**WHAT THIS TASK INVOLVES:**
The response must consist of all the entries, duplicated without alteration.

##### RECORDS PROVIDED #####

//! Validated content input.
//!
//! Controllers hand raw [`BlogPostForm`](crate::model::form::BlogPostForm) and
//! [`BookForm`](crate::model::form::BookForm) values to the services, which validate them
//! into these types before anything reaches a repository.

use chrono::NaiveDateTime;

/// A problem with one submitted form field.
#[derive(Clone, Debug, PartialEq, Eq)]
pub struct FieldError {
    pub field: &'static str,
    pub message: String,
}

impl FieldError {
    pub fn new(field: &'static str, message: impl Into<String>) -> Self {
        Self {
            field,
            message: message.into(),
        }
    }
}

/// Blog post fields ready to persist.
#[derive(Clone, Debug, PartialEq, Eq)]
pub struct BlogPostInput {
    pub title: String,
    pub content: String,
    pub description: Option<String>,
    /// `None` assigns the current time on create and keeps the stored value on update.
    pub date_posted: Option<NaiveDateTime>,
}

/// Book fields ready to persist.
#[derive(Clone, Debug, PartialEq, Eq)]
pub struct BookInput {
    pub title: String,
    pub author: String,
    pub notes: Option<String>,
}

#####

**ANSWER TO THE EXERCISE:**
//! Validated content input.
//!
//! Controllers hand raw [`BlogPostForm`](crate::model::form::BlogPostForm) and
//! [`BookForm`](crate::model::form::BookForm) values to the services, which validate them
//! into these types before anything reaches a repository.

use chrono::NaiveDateTime;

/// A problem with one submitted form field.
#[derive(Clone, Debug, PartialEq, Eq)]
pub struct FieldError {
    pub field: &'static str,
    pub message: String,
}

impl FieldError {
    pub fn new(field: &'static str, message: impl Into<String>) -> Self {
        Self {
            field,
            message: message.into(),
        }
    }
}

/// Blog post fields ready to persist.
#[derive(Clone, Debug, PartialEq, Eq)]
pub struct BlogPostInput {
    pub title: String,
    pub content: String,
    pub description: Option<String>,
    /// `None` assigns the current time on create and keeps the stored value on update.
    pub date_posted: Option<NaiveDateTime>,
}

/// Book fields ready to persist.
#[derive(Clone, Debug, PartialEq, Eq)]
pub struct BookInput {
    pub title: String,
    pub author: String,
    pub notes: Option<String>,
}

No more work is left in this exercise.